- Catégorie : Billets
- Écrit par Jack de L'Error
La France brûle à cause d’un film
« C’était une mauvaise idée ! Une connerie qui va nous coûter cher ! » Voilà ce qu’un membre du cabinet du ministre de l’Intérieur nous a répondu au sujet du film Juste Police dont la diffusion, il y a deux jours en simultané dans plusieurs salles de quartiers qualifiés de « sensibles », a déclenché une trentaine d’émeutes sur le territoire. « Le film n’était pas mauvais en soi », a conclu notre source, « mais il n’était vraiment pas audible pour les délinquants qui peuplent ces zones urbaines. »
• Projet ambitieux lancé à l’initiative du Premier ministre, le film Juste Police avait pour but de donner une autre image de la police dans les quartiers où cette dernière ne peut, à quelques exceptions près, plus pénétrer. Réalisé par Olivier Maréchal (36 quai de l’Orfèvrerie, MR38), Juste Police met en scène trois patrouilles de nuit de la Brigade anti-criminalité (BAC) travaillant dans une ville de la banlieue nord de Paris. L’histoire commence après l’assassinat d’un policier et se poursuit jusqu’à l’arrestation des principaux suspects. Entre tension et déviances, exactions et investigations, le sens de ce film, selon le réalisateur, « se veut de dépasser les simples rapports de violence — qu’on ne peut évidemment nier — pour en dégager ce qu’il reste d’humanité chez ces policiers ». Juste Police se termine naturellement par la victoire de la morale. Et de l’ordre.
« On aura leur peau, à ces salauds ! Ce film est le plus stupide et le plus ingrat qu’il m’ait été donné de voir ! Ils n’ont vraiment aucune limite ! » Samuele S. Bertoni, chroniqueur ciné pour le site d’informations Lille43000.com, n’en croit toujours pas ses yeux. Pour ce spécialiste du cinéma subversif, le film Juste Police ne pouvait être « qu’une mauvaise blague… Hélas, ils étaient tout ce qu’il y a de plus sérieux ! » Depuis hier plusieurs voix s’insurgent à l’instar de M. Bertoni, allant jusqu’à accuser le gouvernement d’avoir conçu un projet pour provoquer ou mettre le feu là où il ne manquait plus qu’une étincelle. Et ainsi justifier une vaste opération de resserrement du contrôle social prévue depuis longue date.
Interrogé sur ces accusations, le porte-parole du gouvernement a déclaré ce matin que « les affabulations de quelques agents du chaos en manque d’aventure ne durent qu’un temps. Ce qu’il restera des évènements de ces derniers jours, c’est qu’une bande de voyous surexcités s’en est pris aux fonctionnaires de la police, ce qui n’est pas seulement un crime mais un attentat contre la République et la Démocratie, et ceci au sein même de la nation. » Pourtant plusieurs témoignages provenant des quartiers qui ont connu des émeutes vont à l’encontre de ce discours officiel.
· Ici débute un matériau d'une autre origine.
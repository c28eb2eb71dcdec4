use pretty_assertions::assert_eq;
use textsql::prelude::*;
use textsql::translate;
use textsql::translator::SAMPLE_SENTENCES;

#[test]
fn test_empty_input() {
    for input in ["", " ", "\t\n  "] {
        assert_eq!(translate(input), "Empty input.");
    }
}

#[test]
fn test_no_table() {
    for input in ["hello there", "what is the weather like", "order_date > 2023-01-01"] {
        assert_eq!(translate(input), "Could not detect table.");
    }
}

#[test]
fn test_show_all() {
    assert_eq!(translate("Show all students"), "SELECT * FROM students;");
}

#[test]
fn test_named_fields() {
    assert_eq!(translate("Get name and age of students"), "SELECT name, age FROM students;");
}

#[test]
fn test_comparison_and_equality() {
    assert_eq!(
        translate("Show employees with salary >= 50000 and department equals sales"),
        "SELECT * FROM employees WHERE salary >= 50000 AND department = 'sales';"
    );
}

#[test]
fn test_date_after() {
    assert_eq!(
        translate("Show orders placed after date 2023-01-01"),
        "SELECT * FROM orders WHERE order_date > '2023-01-01';"
    );
    assert_eq!(
        translate("Orders before 2022-12-31"),
        "SELECT * FROM orders WHERE order_date < '2022-12-31';"
    );
}

#[test]
fn test_between_is_one_clause() {
    let translator = Translator::default();
    let tr = translator
        .analyze("List orders where order_date between 2023-01-01 and 2023-03-31")
        .unwrap();
    assert_eq!(tr.query.filter.clauses.len(), 1);
    assert_eq!(
        tr.sql,
        "SELECT * FROM orders WHERE order_date BETWEEN '2023-01-01' AND '2023-03-31';"
    );
}

#[test]
fn test_between_then_more_conditions() {
    assert_eq!(
        translate("List products where price between 100 and 500 and category equals toys"),
        "SELECT * FROM products WHERE price BETWEEN 100 AND 500 AND category = 'toys';"
    );
}

#[test]
fn test_or_connector() {
    assert_eq!(
        translate("Show products where stock < 10 or price < 50"),
        "SELECT * FROM products WHERE stock < 10 OR price < 50;"
    );
}

#[test]
fn test_phrase_operators() {
    assert_eq!(
        translate("Show customers with age greater than 25 and city equals delhi"),
        "SELECT * FROM customers WHERE age > 25 AND city = 'delhi';"
    );
    assert_eq!(
        translate("students with score at least 80"),
        "SELECT * FROM students WHERE score >= 80;"
    );
}

#[test]
fn test_string_values() {
    assert_eq!(
        translate("Get orders where amount > 2000 and status = pending"),
        "SELECT * FROM orders WHERE amount > 2000 AND status = 'pending';"
    );
    assert_eq!(
        translate("Get customers where email = abc@example.com"),
        "SELECT * FROM customers WHERE email = 'abc@example.com';"
    );
}

#[test]
fn test_connector_words_inside_values() {
    assert_eq!(
        translate("Get customers where email = john.and.jane@x.com"),
        "SELECT * FROM customers WHERE email = 'john.and.jane@x.com';"
    );
    assert_eq!(
        translate("List products where category = black-and-white"),
        "SELECT * FROM products WHERE category = 'black-and-white';"
    );
    assert_eq!(
        translate("Get orders where status = not-shipped or amount > 100"),
        "SELECT * FROM orders WHERE status = 'not-shipped' OR amount > 100;"
    );
}

#[test]
fn test_not_connector() {
    assert_eq!(
        translate("orders where amount > 100 and not status = cancelled"),
        "SELECT * FROM orders WHERE amount > 100 AND NOT (status = 'cancelled');"
    );
}

#[test]
fn test_join_either_direction() {
    // customers precedes orders in the schema, so the edge is used in reverse
    assert_eq!(
        translate("Show orders and customers"),
        "SELECT * FROM customers JOIN orders ON orders.customer_id = customers.id;"
    );
    assert_eq!(
        translate("show customers name and orders amount"),
        "SELECT customers.name, orders.amount FROM customers \
         JOIN orders ON orders.customer_id = customers.id;"
    );
}

#[test]
fn test_cross_join_when_unrelated() {
    assert_eq!(
        translate("show students and employees"),
        "SELECT * FROM students, employees;"
    );
}

#[test]
fn test_singular_fallback() {
    assert_eq!(
        translate("every order where amount > 10"),
        "SELECT * FROM orders WHERE amount > 10;"
    );
}

#[test]
fn test_custom_schema() {
    let schema = Schema::new(
        vec![
            Table::new("authors", &["id", "name", "country"]),
            Table::new("books", &["id", "author_id", "title", "year"]),
        ],
        vec![ForeignKey::new("books", "author_id", "authors", "id")],
        vec![],
    )
    .unwrap();
    let translator = Translator::new(schema);
    assert_eq!(
        translator.translate("title of books with year > 1990"),
        "SELECT title FROM books WHERE year > 1990;"
    );
    assert_eq!(
        translator.translate("authors and books where country = chile"),
        "SELECT * FROM authors JOIN books ON books.author_id = authors.id WHERE country = 'chile';"
    );
    assert_eq!(translator.translate("show all students"), "Could not detect table.");
}

#[test]
fn test_samples_always_terminate() {
    for sentence in SAMPLE_SENTENCES {
        let sql = translate(sentence);
        assert!(sql.starts_with("SELECT "), "{} -> {}", sentence, sql);
        assert!(sql.ends_with(';'), "{} -> {}", sentence, sql);
    }
}

#[test]
fn test_concurrent_callers() {
    let translator = Translator::default();
    std::thread::scope(|s| {
        for _ in 0..4 {
            s.spawn(|| {
                assert_eq!(translator.translate("Show all students"), "SELECT * FROM students;");
            });
        }
    });
}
Tous reviennent sur les brutalités policières et, plus troublant, sur ce qui semble être un « coup monté ». En effet, dans plusieurs villes les salles de cinéma diffusant Juste Police étaient encerclées de CRS et de gardes mobiles, avant même la fin de la séance. Dans d’autres, plusieurs agents de la DCRI ont tenté plus ou moins discrètement de se faire passer pour des habitants du quartier et auraient, à la fin du film, jeté des cocktails Molotov dans les salles de cinéma.
Aujourd’hui aucun bilan n’est encore envisageable. D’autant plus que les émeutes, loin de disparaître, sont chaque jour plus nombreuses. Selon le ministère de l’Intérieur, tandis que la police a procédé à 750 arrestations, 88 policiers auraient été blessés et 5 seraient portés disparus. De son côté l’association roubaisienne « Justice pour tous », qui milite depuis quinze ans contre les violences policières, a publié un communiqué provisoire déplorant « la mort de quatre personnes sous les coups de la police » et « l’hospitalisation de plusieurs centaines d’autres ». « Finalement », concluait justement M. Bertoni, « ce con de film est peut-être bien le plus subversif qu’on puisse faire. M’est avis que ces connards pourraient bien se prendre une bonne révolution dans la gueule ». Ce que nous suivrons de près. Très près. •
Ce texte a initialement paru dans Le père Projo, plaquette de présentation du Festival de Cinéma Le Cri de l'œil, Festival de Cinéma, du 29 août au 2 septembre 2012 à Pruines, Marcillac, Decazeville (12 – Aveyron).